Liputan6.com, Jakarta Bank Indonesia (BI) menerbitkan peraturan Gerbang Pembayaran Nasional/National Payment Gateway (GPN) pada 20 September 2017. Salah satunya adalah mengatur biaya isi ulang uang elektronik antarbank dan pihak ketiga sebesar Rp 1.500. Skema harga ini mulai efektif berlaku 20 Oktober 2017.
Kepala Badan Kebijakan Fiskal (BKF) Kementerian Keuangan, Suahasil Nazara mengungkapkan, aturan BI menetapkan batas atas biaya isi ulang uang elektronik sebesar Rp 1.500 supaya menarik perbankan berinvestasi dalam pengembangan sistem uang elektronik.
Baca Juga
Advertisement
Hal ini menyusul era cashless society dan transaksi nontunai 100 persen di jalan tol mulai Oktober 2018.

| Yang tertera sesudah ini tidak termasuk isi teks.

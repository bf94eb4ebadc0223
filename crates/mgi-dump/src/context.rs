//! Per-run output context
//!
//! The [`ItemContext`] owns the run's [`Registry`] and its item files. Dumpers
//! get ids, resolve references and write items only through it, so the
//! registry sees every emitted record exactly once.

use crate::error::{DumpError, Result};
use crate::item::Item;
use crate::registry::{ItemId, NaturalKey, Registry, RegistryError, RegistrySummary, TypeKey};
use std::collections::BTreeMap;
use std::fs::{self, File};
use std::io::{BufWriter, Write};
use std::path::{Path, PathBuf};
use tracing::{debug, info};

pub const ITEMS_HEADER: &str = "<?xml version=\"1.0\"?>\n<items>\n";
pub const ITEMS_FOOTER: &str = "\n</items>\n";

pub struct ItemContext {
    registry: Registry,
    output_dir: PathBuf,
    outputs: BTreeMap<String, BufWriter<File>>,
    current: Option<String>,
}

impl ItemContext {
    pub fn new(registry: Registry, output_dir: impl Into<PathBuf>) -> Self {
        Self {
            registry,
            output_dir: output_dir.into(),
            outputs: BTreeMap::new(),
            current: None,
        }
    }

    pub fn registry(&self) -> &Registry {
        &self.registry
    }

    pub fn output_dir(&self) -> &Path {
        &self.output_dir
    }

    pub fn define_id(&mut self, type_key: TypeKey, key: Option<NaturalKey>) -> std::result::Result<ItemId, RegistryError> {
        self.registry.define_id(type_key, key)
    }

    pub fn reference_id(&mut self, type_key: TypeKey, key: NaturalKey) -> std::result::Result<ItemId, RegistryError> {
        self.registry.reference_id(type_key, key)
    }

    pub fn register_alias(&mut self, dropped: ItemId, survivor: ItemId) -> bool {
        self.registry.register_alias(dropped, survivor)
    }

    /// Diagnostic side channel for dumpers
    pub fn log(&self, message: &str) {
        info!(target: "mgi_dump::dumper", "{}", message);
    }

    /// Make `name` the current output file, creating it on first use.
    ///
    /// A file is opened once per run; later calls with the same name switch
    /// back to it and keep appending.
    pub fn open_output(&mut self, name: &str) -> Result<()> {
        if !self.outputs.contains_key(name) {
            fs::create_dir_all(&self.output_dir)?;
            let path = self.output_dir.join(name);
            let mut writer = BufWriter::new(File::create(&path)?);
            writer.write_all(ITEMS_HEADER.as_bytes())?;
            info!(path = %path.display(), "Opened item file");
            self.outputs.insert(name.to_string(), writer);
        }
        self.current = Some(name.to_string());
        Ok(())
    }

    /// Render `item` into the current output file and record its id as
    /// written. Returns the id as recorded (after aliasing).
    ///
    /// The id counts as written only once the bytes are handed to the file.
    pub fn write_item(&mut self, item: &Item) -> Result<ItemId> {
        let id = self.registry.peek(item.id);
        if self.registry.is_strict() && self.registry.is_written(id) {
            return Err(RegistryError::DuplicateId { id }.into());
        }

        let name = self
            .current
            .as_deref()
            .ok_or_else(|| DumpError::config("no item file is open"))?;
        let writer = self
            .outputs
            .get_mut(name)
            .ok_or_else(|| DumpError::config(format!("item file {} is closed", name)))?;

        writer.write_all(item.render().as_bytes())?;
        Ok(self.registry.record_written(item.id)?)
    }

    /// Terminate and close every open item file
    pub fn close_outputs(&mut self) -> Result<()> {
        for (name, mut writer) in std::mem::take(&mut self.outputs) {
            writer.write_all(ITEMS_FOOTER.as_bytes())?;
            writer.flush()?;
            debug!(file = %name, "Closed item file");
        }
        self.current = None;
        Ok(())
    }

    /// Close the outputs and hand back the end-of-run accounting
    pub fn finish(mut self) -> Result<RegistrySummary> {
        self.close_outputs()?;
        let summary = self.registry.summary();
        info!(
            written = summary.written,
            aliases = summary.aliases,
            aliases_applied = summary.aliases_applied,
            "Run finished"
        );
        Ok(summary)
    }
}

#[cfg(test)]
#[allow(clippy::unwrap_used, clippy::expect_used)]
mod tests {
    use super::*;
    use tempfile::TempDir;

    #[test]
    fn test_outputs_are_framed_and_reused() {
        let dir = TempDir::new().unwrap();
        let mut ctx = ItemContext::new(Registry::default(), dir.path().join("out"));

        ctx.open_output("Marker.xml").unwrap();
        let id = ctx.define_id(TypeKey::MARKER, Some(1)).unwrap();
        ctx.write_item(&Item::new("Marker", id).attribute("symbol", "a")).unwrap();

        ctx.open_output("Other.xml").unwrap();
        ctx.open_output("Marker.xml").unwrap();
        let id = ctx.define_id(TypeKey::MARKER, Some(2)).unwrap();
        ctx.write_item(&Item::new("Marker", id)).unwrap();
        ctx.close_outputs().unwrap();

        let content = fs::read_to_string(dir.path().join("out/Marker.xml")).unwrap();
        assert!(content.starts_with(ITEMS_HEADER));
        assert!(content.ends_with(ITEMS_FOOTER));
        assert_eq!(content.matches("<item ").count(), 2);

        let other = fs::read_to_string(dir.path().join("out/Other.xml")).unwrap();
        assert_eq!(other, format!("{}{}", ITEMS_HEADER, ITEMS_FOOTER));
    }

    #[test]
    fn test_write_without_output_fails() {
        let dir = TempDir::new().unwrap();
        let mut ctx = ItemContext::new(Registry::default(), dir.path());
        let id = ctx.define_id(TypeKey::MARKER, Some(1)).unwrap();
        assert!(matches!(
            ctx.write_item(&Item::new("Marker", id)),
            Err(DumpError::Config(_))
        ));
    }

    #[cfg(target_os = "linux")]
    #[test]
    fn test_failed_write_is_not_recorded() {
        // every write to /dev/full fails with ENOSPC
        let mut ctx = ItemContext::new(Registry::default(), "/dev");
        ctx.open_output("full").unwrap();
        let id = ctx.define_id(TypeKey::MARKER, Some(1)).unwrap();
        let item = Item::new("Marker", id).attribute("description", "x".repeat(64 * 1024));

        assert!(matches!(ctx.write_item(&item), Err(DumpError::Io(_))));
        assert!(!ctx.registry().is_written(id));
        assert!(ctx.reference_id(TypeKey::MARKER, 1).is_err());
    }

    #[test]
    fn test_written_id_is_not_written_twice() {
        let dir = TempDir::new().unwrap();
        let mut ctx = ItemContext::new(Registry::default(), dir.path());
        ctx.open_output("Marker.xml").unwrap();
        let id = ctx.define_id(TypeKey::MARKER, Some(1)).unwrap();
        let item = Item::new("Marker", id);
        ctx.write_item(&item).unwrap();

        let err = ctx.write_item(&item).unwrap_err();
        assert!(matches!(err, DumpError::Registry(RegistryError::DuplicateId { .. })));

        let summary = ctx.finish().unwrap();
        assert_eq!(summary.written, 1);
        let content = fs::read_to_string(dir.path().join("Marker.xml")).unwrap();
        assert_eq!(content.matches("<item ").count(), 1);
    }
}
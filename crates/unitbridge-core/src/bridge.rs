//! The bridge facade the host talks to.

use crate::ConnectionState;
use crate::collab::{ChannelId, ConnectOptions, Gateway, HostControl, HostUnits, Messenger};
use crate::config::BridgeConfig;
use crate::error::{EnumerationError, MessageError, StartError};
use crate::inventory::{InventoryCache, Snapshot};
use crate::lifecycle::{LifecycleController, StartupHandle, StateHandle};
use crate::notify::{CheckReport, NotificationPipeline};
use std::fmt;
use std::future::Future;
use std::sync::atomic::{AtomicBool, Ordering};
use std::sync::{Arc, Mutex, PoisonError};
use std::time::Duration;
use tokio::runtime::Handle;
use tokio::task::JoinHandle;
use tokio::time::{Instant, MissedTickBehavior};

/// Longest period the check timer accepts; larger values are clamped.
const MAX_CHECK_PERIOD: Duration = Duration::from_secs(86400 * 365);

/// Collaborators supplied by the host when the bridge is loaded.
pub struct BridgeParts {
    pub units: Arc<dyn HostUnits>,
    pub control: Arc<dyn HostControl>,
    pub gateway: Arc<dyn Gateway>,
    pub messenger: Arc<dyn Messenger>,
}

/// Process-wide bridge context.
///
/// Built once in [`Bridge::on_load`] and shared with every collaborator
/// that needs it; there is no global instance.
pub struct Bridge {
    config: BridgeConfig,
    lifecycle: LifecycleController,
    inventory: Arc<InventoryCache>,
    pipeline: NotificationPipeline,
    messenger: Arc<dyn Messenger>,
    runtime: Handle,
    enabled: AtomicBool,
    check_timer: Mutex<Option<JoinHandle<()>>>,
}

impl Bridge {
    /// Build the bridge. Everything the connection may depend on once it is
    /// ready (inventory, messenger) exists before this returns.
    pub fn on_load(config: BridgeConfig, parts: BridgeParts, runtime: Handle) -> Arc<Self> {
        tracing::info!("loading config and collaborators");

        let inventory = Arc::new(InventoryCache::new(parts.units, config.inventory_ttl()));
        let pipeline = NotificationPipeline::new(inventory.clone(), parts.messenger.clone());
        let lifecycle = LifecycleController::new(parts.gateway, parts.control, runtime.clone())
            .with_connect_timeout(config.connect_timeout());

        Arc::new(Self {
            config,
            lifecycle,
            inventory,
            pipeline,
            messenger: parts.messenger,
            runtime,
            enabled: AtomicBool::new(false),
            check_timer: Mutex::new(None),
        })
    }

    pub fn on_enable(&self) {
        self.enabled.store(true, Ordering::Release);
        tracing::info!("bridge enabled, waiting for host to finish loading");
    }

    /// The host finished loading; connect.
    pub fn on_server_ready(&self) -> Result<StartupHandle, StartError> {
        self.start_connection()
    }

    pub async fn on_disable(&self) {
        tracing::info!("disabling bridge, good bye");
        self.enabled.store(false, Ordering::Release);
        if let Some(timer) = self
            .check_timer
            .lock()
            .unwrap_or_else(PoisonError::into_inner)
            .take()
        {
            timer.abort();
        }
        self.shutdown().await;
    }

    pub fn is_enabled(&self) -> bool {
        self.enabled.load(Ordering::Acquire)
    }

    pub fn start_connection(&self) -> Result<StartupHandle, StartError> {
        let options = ConnectOptions {
            token: self.config.bot.token.clone(),
            exclusions: self.config.bot.exclude.clone(),
            presence: self.config.presence(),
        };
        self.lifecycle.start_connection(options)
    }

    /// Close the gateway connection if it is ready.
    pub async fn shutdown(&self) -> bool {
        self.lifecycle.shutdown().await
    }

    pub async fn check_inventory(&self) -> Result<CheckReport, EnumerationError> {
        self.pipeline.check().await
    }

    pub async fn inventory(&self) -> Result<Snapshot, EnumerationError> {
        self.inventory.get().await
    }

    pub fn state(&self) -> Option<ConnectionState> {
        self.lifecycle.state()
    }

    pub fn set_state(&self, state: ConnectionState) {
        self.lifecycle.set_state(state);
    }

    pub fn state_handle(&self) -> StateHandle {
        self.lifecycle.state_handle()
    }

    pub fn is_ready(&self) -> bool {
        self.lifecycle.is_ready()
    }

    /// Run `hook` once the connection first becomes ready (command
    /// registration goes here).
    pub fn on_ready(&self, hook: impl FnOnce() + Send + 'static) {
        self.lifecycle.on_ready(hook);
    }

    pub fn prefix(&self) -> &str {
        &self.config.guild.prefix
    }

    pub fn config(&self) -> &BridgeConfig {
        &self.config
    }

    pub async fn send_message(&self, channel: ChannelId, text: &str) -> Result<(), MessageError> {
        self.messenger.send_text(channel, text).await
    }

    /// Format and send in one call: `send_message_fmt(channel, format_args!(..))`.
    pub fn send_message_fmt(
        &self,
        channel: ChannelId,
        args: fmt::Arguments<'_>,
    ) -> impl Future<Output = Result<(), MessageError>> + Send + '_ {
        let text = args.to_string();
        async move { self.send_message(channel, &text).await }
    }

    /// Run [`Bridge::check_inventory`] every `period` while the connection is
    /// ready. Replaces any timer started earlier. A zero period starts nothing.
    pub fn spawn_check_timer(self: &Arc<Self>, period: Duration) {
        if period.is_zero() {
            tracing::warn!("check interval is zero, scheduled unit checks disabled");
            return;
        }
        let period = period.min(MAX_CHECK_PERIOD);
        let bridge = Arc::downgrade(self);
        let timer = self.runtime.spawn(async move {
            let mut interval = tokio::time::interval_at(Instant::now() + period, period);
            interval.set_missed_tick_behavior(MissedTickBehavior::Delay);
            loop {
                interval.tick().await;
                let Some(bridge) = bridge.upgrade() else {
                    break;
                };
                if !bridge.is_ready() {
                    tracing::debug!("connection not ready, skipping unit check");
                    continue;
                }
                if let Err(e) = bridge.check_inventory().await {
                    tracing::error!(error = %e, "scheduled unit check failed");
                }
            }
        });

        if let Some(previous) = self
            .check_timer
            .lock()
            .unwrap_or_else(PoisonError::into_inner)
            .replace(timer)
        {
            previous.abort();
        }
    }
}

"Biaya (isi ulang) dibutuhkan perbankan supaya bank mau menciptakan sistem untuk top up dan kerja sama antarbank yang lebih efisien. Untuk buat nontunai lebih bisa diterima, bank perlu investasi, tentunya lewat fee itu," katanya di Jakarta, seperti ditulis Selasa (26/9/2017).
Suahasil berharap, aturan biaya isi ulang paling mahal Rp 1.500 dapat diterima masyarakat dan meningkatkan penetrasi penggunaan transaksi nontunai melalui uang elektronik.
"Biaya isi ulang jangan sampai memberatkan masyarakat, jadi semoga (Rp 1.500) paslah. Bisa meningkatkan penggunaan transaksi nontunai, karena semakin banyak nontunai, semakin baik," jelasnya.
Efek Suku Bunga Acuan Turun
Di sisi lain, BI sudah menurunkan suku bunga acuan 7-Days Reverse Repo Rate dari 4,5 persen menjadi 4,25 persen baru-baru ini. Kebijakan tersebut tidak serta merta langsung menurunkan tingkat bunga kredit, sehingga berdampak terhadap konsumsi dan investasi.
"Secara umum, kalau BI melonggarkan moneter, diharapkan diikuti suku bunga perbankan. Kalau suku bunga perbankan turun, investasi akan naik, tapi bunga ini tidak hanya diambil sama yang mau investasi, juga konsumsi," ujarnya.
Sayangnya di Indonesia, kata Suahasil, butuh waktu agar tingkat bunga kredit terseret ke bawah seiring penurunan suku bunga acuan BI. Itu karena penurunan 7-Days Reverse Repo Rate mempertimbangkan kondisi fundamental ekonomi Indonesia, di antaranya tingkat inflasi yang rendah.
"Secara umum, bunga turun akan ada efek ke kredit konsumsi dan kredit investasi. Tapi di Indonesia, itu butuh waktu. Karena biasanya kalau pinjman di bank, sudah teken akad kredit, jadi tidak bisa langsung seminggu berubah karena ada kontraknya. Kita akan lihat, tapi penurunan suku bunga jadi suatu sinyal positif untuk perekonomian," jelas Suahasil.